The last one was unlike anything I'd seen before, and I didn't like it. It resembled the effigies of our chaos deity, the Crooked Horn. The one who got me and Ïʀya into this mess. But, rather than a gnollish body, it was long and slender, like the elven one. Hairless too, with purple skin and a long, lizard-like tail. It's horns curved and coiled backwards in asymmetrical patterns.
A half-orc, a halfling, a half-elf, and a tiefling, I would come to learn.
I spoke to the half-orc in Orcish-Gnollish pidgin, and he listened carefully. But both our efforts were wasted. He couldn't understand more than a few individual words. I wanted to know if they'd seen my mate, who they were, and why they were out here, in the middle of nowhere, but the language barrier was like a canyon. And either way, I had more important things to do than chat with humanoids.
I staggered to my feet and walked out of the cave, where I stopped in my tracks. The air was different. Colder. The flowers were gone. The dew laid frozen on the shrubs. And something else hit me. I went back in and sniffed our bedding. A chill went through me, but not from the cooling air. His scent was gone. How long had I slept?
I turned to the half-orc and started rattling off words. Time? Season? Summer? Eventually he caught on. He drew a wheel in the sand, separated into four parts, then drew symbols next to them: a snowflake, a sprout, a sun, and something I didn't recognize at first - a leaf. I didn't know why a leaf would mean autumn, but it had to. I pointed at the sun. Summer, that's what it was supposed to be, and I said as much. He pointed at the leaf.
I had been asleep for at least three moons. Maybe even more.
Shakes overtook my body. I crawled backwards into the cave, almost in a trance. The strangers murmured among themselves. I had to get away from their chattering. My face and paws felt numb. I pulled at my tail, trying to soothe myself. How long had Ïʀya been gone? Had I fallen into some kind of... druid hibernation...? Was that a thing? Had he taken care of me for all those months? But then why was his scent completely gone?

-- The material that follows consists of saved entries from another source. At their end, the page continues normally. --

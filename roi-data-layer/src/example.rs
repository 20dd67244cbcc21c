//! Annotated training examples and the example store.

use crate::{common::*, config::OverlapThresholds};

/// One annotated training image with its candidate regions.
///
/// The per-region statistics `max_overlaps` and `max_classes` are computed
/// once at construction. An example is immutable afterwards.
#[derive(Debug, Clone, PartialEq, Getters)]
#[getset(get = "pub")]
pub struct Example {
    image: PathBuf,
    height: usize,
    width: usize,
    flipped: bool,
    /// Region boxes in (x1, y1, x2, y2) pixel coordinates, one row per region.
    boxes: Array2<f32>,
    /// Region to class overlaps, one row per region and one column per class.
    gt_overlaps: Array2<f32>,
    /// The maximum overlap over classes for each region.
    max_overlaps: Array1<f32>,
    /// The class achieving the maximum overlap for each region.
    max_classes: Array1<usize>,
    /// Optional regression targets in (class, dx, dy, dw, dh) rows.
    bbox_targets: Option<Array2<f32>>,
}

impl Example {
    pub fn new(
        image: impl Into<PathBuf>,
        height: usize,
        width: usize,
        boxes: Array2<f32>,
        gt_overlaps: Array2<f32>,
    ) -> Result<Self> {
        let image = image.into();
        ensure!(
            height > 0 && width > 0,
            "image height and width must be positive, but get {}x{} for '{}'",
            height,
            width,
            image.display()
        );
        ensure!(
            boxes.ncols() == 4,
            "boxes must have 4 columns, but get {}",
            boxes.ncols()
        );
        ensure!(
            boxes.nrows() == gt_overlaps.nrows(),
            "the number of boxes ({}) and overlap rows ({}) mismatch",
            boxes.nrows(),
            gt_overlaps.nrows()
        );
        ensure!(
            gt_overlaps.iter().all(|ov| (0.0..=1.0).contains(ov)),
            "overlap values must be within [0.0, 1.0] for '{}'",
            image.display()
        );

        let (max_overlaps, max_classes): (Vec<f32>, Vec<usize>) = gt_overlaps
            .outer_iter()
            .map(|row| {
                row.iter()
                    .copied()
                    .enumerate()
                    .fold((0.0, 0), |(max_ov, max_cls), (cls, ov)| {
                        if ov > max_ov {
                            (ov, cls)
                        } else {
                            (max_ov, max_cls)
                        }
                    })
            })
            .unzip();

        Ok(Self {
            image,
            height,
            width,
            flipped: false,
            boxes,
            gt_overlaps,
            max_overlaps: Array1::from(max_overlaps),
            max_classes: Array1::from(max_classes),
            bbox_targets: None,
        })
    }

    pub fn with_flipped(mut self, flipped: bool) -> Self {
        self.flipped = flipped;
        self
    }

    pub fn with_bbox_targets(mut self, bbox_targets: Array2<f32>) -> Result<Self> {
        ensure!(
            bbox_targets.dim() == (self.num_regions(), 5),
            "bbox targets must have shape [{}, 5], but get {:?}",
            self.num_regions(),
            bbox_targets.shape()
        );
        self.bbox_targets = Some(bbox_targets);
        Ok(self)
    }

    pub fn num_regions(&self) -> usize {
        self.boxes.nrows()
    }

    pub fn num_classes(&self) -> usize {
        self.gt_overlaps.ncols()
    }

    /// Whether the example has at least one usable foreground region and
    /// one usable background region.
    pub fn is_eligible(&self, thresholds: &OverlapThresholds) -> bool {
        let has_fg = self
            .max_overlaps
            .iter()
            .any(|&ov| thresholds.is_foreground(ov));
        let has_bg = self
            .max_overlaps
            .iter()
            .any(|&ov| thresholds.is_background(ov));
        has_fg && has_bg
    }
}

/// The serialized form of an [Example] in a roidb file.
#[derive(Debug, Clone, PartialEq, Serialize, Deserialize)]
pub struct ExampleRecord {
    pub image: PathBuf,
    pub height: usize,
    pub width: usize,
    #[serde(default)]
    pub flipped: bool,
    pub boxes: Vec<[f32; 4]>,
    pub gt_overlaps: Vec<Vec<f32>>,
    #[serde(default)]
    pub bbox_targets: Option<Vec<[f32; 5]>>,
}

impl TryFrom<ExampleRecord> for Example {
    type Error = Error;

    fn try_from(record: ExampleRecord) -> Result<Self, Self::Error> {
        let ExampleRecord {
            image,
            height,
            width,
            flipped,
            boxes,
            gt_overlaps,
            bbox_targets,
        } = record;

        let num_regions = boxes.len();
        let num_classes = gt_overlaps.first().map(|row| row.len()).unwrap_or(0);
        ensure!(
            gt_overlaps.iter().all(|row| row.len() == num_classes),
            "overlap rows of '{}' have inconsistent lengths",
            image.display()
        );

        let boxes = Array2::from_shape_vec((num_regions, 4), boxes.into_iter().flatten().collect())?;
        let gt_overlaps = Array2::from_shape_vec(
            (gt_overlaps.len(), num_classes),
            gt_overlaps.into_iter().flatten().collect(),
        )?;

        let example = Example::new(image, height, width, boxes, gt_overlaps)?.with_flipped(flipped);
        let example = match bbox_targets {
            Some(targets) => {
                let targets = Array2::from_shape_vec(
                    (targets.len(), 5),
                    targets.into_iter().flatten().collect(),
                )?;
                example.with_bbox_targets(targets)?
            }
            None => example,
        };
        Ok(example)
    }
}

/// The ordered, read-only collection of training examples.
#[derive(Debug, Clone, Default)]
pub struct ExampleStore {
    examples: Vec<Arc<Example>>,
}

impl ExampleStore {
    pub fn new(examples: impl IntoIterator<Item = Example>) -> Self {
        Self {
            examples: examples.into_iter().map(Arc::new).collect(),
        }
    }

    /// Loads a roidb JSON file, which is an array of [ExampleRecord]s.
    pub fn open<P>(path: P) -> Result<Self>
    where
        P: AsRef<Path>,
    {
        let path = path.as_ref();
        let text = std::fs::read_to_string(path)
            .with_context(|| format!("failed to read roidb file '{}'", path.display()))?;
        let records: Vec<ExampleRecord> = serde_json::from_str(&text)
            .with_context(|| format!("failed to parse roidb file '{}'", path.display()))?;
        let examples: Vec<_> = records
            .into_iter()
            .enumerate()
            .map(|(index, record)| {
                Example::try_from(record).with_context(|| format!("invalid example at {}", index))
            })
            .try_collect()?;
        info!(
            "loaded {} examples from '{}'",
            examples.len(),
            path.display()
        );
        Ok(Self::new(examples))
    }

    pub fn len(&self) -> usize {
        self.examples.len()
    }

    pub fn is_empty(&self) -> bool {
        self.examples.is_empty()
    }

    pub fn examples(&self) -> &[Arc<Example>] {
        &self.examples
    }

    pub fn get(&self, index: usize) -> Option<&Arc<Example>> {
        self.examples.get(index)
    }

    /// Collects the examples at given indices in order.
    pub fn gather(&self, indices: &[usize]) -> Result<Vec<Arc<Example>>> {
        indices
            .iter()
            .map(|&index| {
                self.examples.get(index).cloned().ok_or_else(|| {
                    format_err!(
                        "example index {} out of range of {} examples",
                        index,
                        self.len()
                    )
                })
            })
            .try_collect()
    }

    /// Computes the eligibility of every example.
    pub fn eligible_mask(&self, thresholds: &OverlapThresholds) -> Vec<bool> {
        self.examples
            .iter()
            .map(|example| example.is_eligible(thresholds))
            .collect()
    }
}

impl FromIterator<Example> for ExampleStore {
    fn from_iter<T: IntoIterator<Item = Example>>(iter: T) -> Self {
        Self::new(iter)
    }
}

#[cfg(test)]
mod tests {
    use super::*;
    use ndarray::array;

    fn thresholds() -> OverlapThresholds {
        OverlapThresholds {
            fg: 0.5,
            bg_lo: 0.1,
            bg_hi: 0.5,
        }
    }

    #[test]
    fn max_overlaps_test() -> Result<()> {
        let example = Example::new(
            "a.jpg",
            10,
            20,
            array![[0.0, 0.0, 5.0, 5.0], [1.0, 1.0, 9.0, 9.0]],
            array![[0.0, 0.2, 0.7], [0.3, 0.0, 0.1]],
        )?;

        assert_eq!(example.max_overlaps(), &array![0.7, 0.3]);
        assert_eq!(example.max_classes(), &array![2, 0]);
        assert!(example.is_eligible(&thresholds()));
        Ok(())
    }

    #[test]
    fn eligibility_test() -> Result<()> {
        let fg_only = Example::new(
            "fg.jpg",
            10,
            10,
            array![[0.0, 0.0, 5.0, 5.0]],
            array![[0.0, 0.9]],
        )?;
        let bg_only = Example::new(
            "bg.jpg",
            10,
            10,
            array![[0.0, 0.0, 5.0, 5.0], [0.0, 0.0, 2.0, 2.0]],
            array![[0.0, 0.2], [0.0, 0.05]],
        )?;
        let empty = Example::new("empty.jpg", 10, 10, Array2::zeros((0, 4)), Array2::zeros((0, 3)))?;

        assert!(!fg_only.is_eligible(&thresholds()));
        assert!(!bg_only.is_eligible(&thresholds()));
        assert!(!empty.is_eligible(&thresholds()));
        Ok(())
    }

    #[test]
    fn invalid_example_test() {
        assert!(Example::new(
            "a.jpg",
            10,
            10,
            array![[0.0, 0.0, 5.0, 5.0]],
            array![[0.0, 1.5]],
        )
        .is_err());
        assert!(Example::new(
            "a.jpg",
            10,
            10,
            array![[0.0, 0.0, 5.0, 5.0]],
            array![[0.0, 0.5], [0.3, 0.0]],
        )
        .is_err());
        assert!(Example::new("a.jpg", 0, 10, Array2::zeros((0, 4)), Array2::zeros((0, 2))).is_err());
    }

    #[test]
    fn example_record_test() -> Result<()> {
        let text = r#"[
            {
                "image": "images/000001.jpg",
                "height": 300,
                "width": 400,
                "boxes": [[10, 10, 100, 100], [50, 50, 200, 150]],
                "gt_overlaps": [[0.0, 1.0], [0.3, 0.0]],
                "bbox_targets": [[1, 0.0, 0.0, 0.0, 0.0], [0, 0.0, 0.0, 0.0, 0.0]]
            },
            {
                "image": "images/000002.jpg",
                "height": 300,
                "width": 400,
                "flipped": true,
                "boxes": [[10, 10, 100, 100]],
                "gt_overlaps": [[0.0, 0.2, 0.1]]
            }
        ]"#;
        let records: Vec<ExampleRecord> = serde_json::from_str(text)?;
        let store: ExampleStore = records
            .into_iter()
            .map(Example::try_from)
            .collect::<Result<_>>()?;

        assert_eq!(store.len(), 2);
        let first = store.get(0).unwrap();
        assert_eq!(first.num_regions(), 2);
        assert_eq!(first.num_classes(), 2);
        assert!(first.bbox_targets().is_some());
        assert!(*store.get(1).unwrap().flipped());
        assert_eq!(store.eligible_mask(&thresholds()), vec![true, false]);
        Ok(())
    }

    #[test]
    fn ragged_record_test() {
        let record = ExampleRecord {
            image: "a.jpg".into(),
            height: 10,
            width: 10,
            flipped: false,
            boxes: vec![[0.0, 0.0, 5.0, 5.0], [0.0, 0.0, 3.0, 3.0]],
            gt_overlaps: vec![vec![0.0, 0.8], vec![0.3]],
            bbox_targets: None,
        };
        assert!(Example::try_from(record).is_err());
    }

    #[test]
    fn gather_test() -> Result<()> {
        let example = Example::new(
            "a.jpg",
            10,
            10,
            array![[0.0, 0.0, 5.0, 5.0]],
            array![[0.0, 0.9]],
        )?;
        let store: ExampleStore = iter::repeat(example).take(3).collect();

        assert_eq!(store.gather(&[2, 0])?.len(), 2);
        assert!(store.gather(&[3]).is_err());
        Ok(())
    }
}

A thousand thoughts raced through my head, as I kept pulling on my tail and chewing on my fingers, trying not to panic completely.
I barely registered that the halfling reached out to me. It didn't touch me, but it held out a hand, fingers lightly curled, palm down. A non-threatening non-committal gesture. I looked up at its face, still breathing shallow, rapid breaths, vision swimming. I wasn't sure what it wanted, so I mimicked it, reaching out my own hand, palm down, claws curled inward. Our fingers touched, and it seemed to ground me, finally allowing me to take a deep, shaky breath. I thanked the halfling. I wish it could understand my words, but I think it understood my intent.
The quest
I tagged along with these people, hoping they were the Patriarch's way of guiding me back to my mate. As time passed, I learned some of their language - another pidgin, erroneously referred to as "the common language" or just Common - and they learned some of mine. The half-orc, Ulfric, was my greatest support in this. On our endless travels, we would practice words, and around the fire we would chat, as well as we could.
Eventually I learned enough to ask them what happened the night they found me. I had been in some kind of stasis. Not just sleep, but a complete stasis of my body. It was a kind of magic none of us knew of. I wasn't even breathing until they touched me, so it couldn't have been a normal sleeping spell. The nightmares that had plagued me the last night I slept with Ïʀya might have been a sign. I had mostly forgotten the nightmares by this point, but the feeling persisted - the feeling that Ïʀya was being torn away from me, that he was being kidnapped, and that I was powerless to stop it.
But why would anyone kidnap Ïʀya, of all people?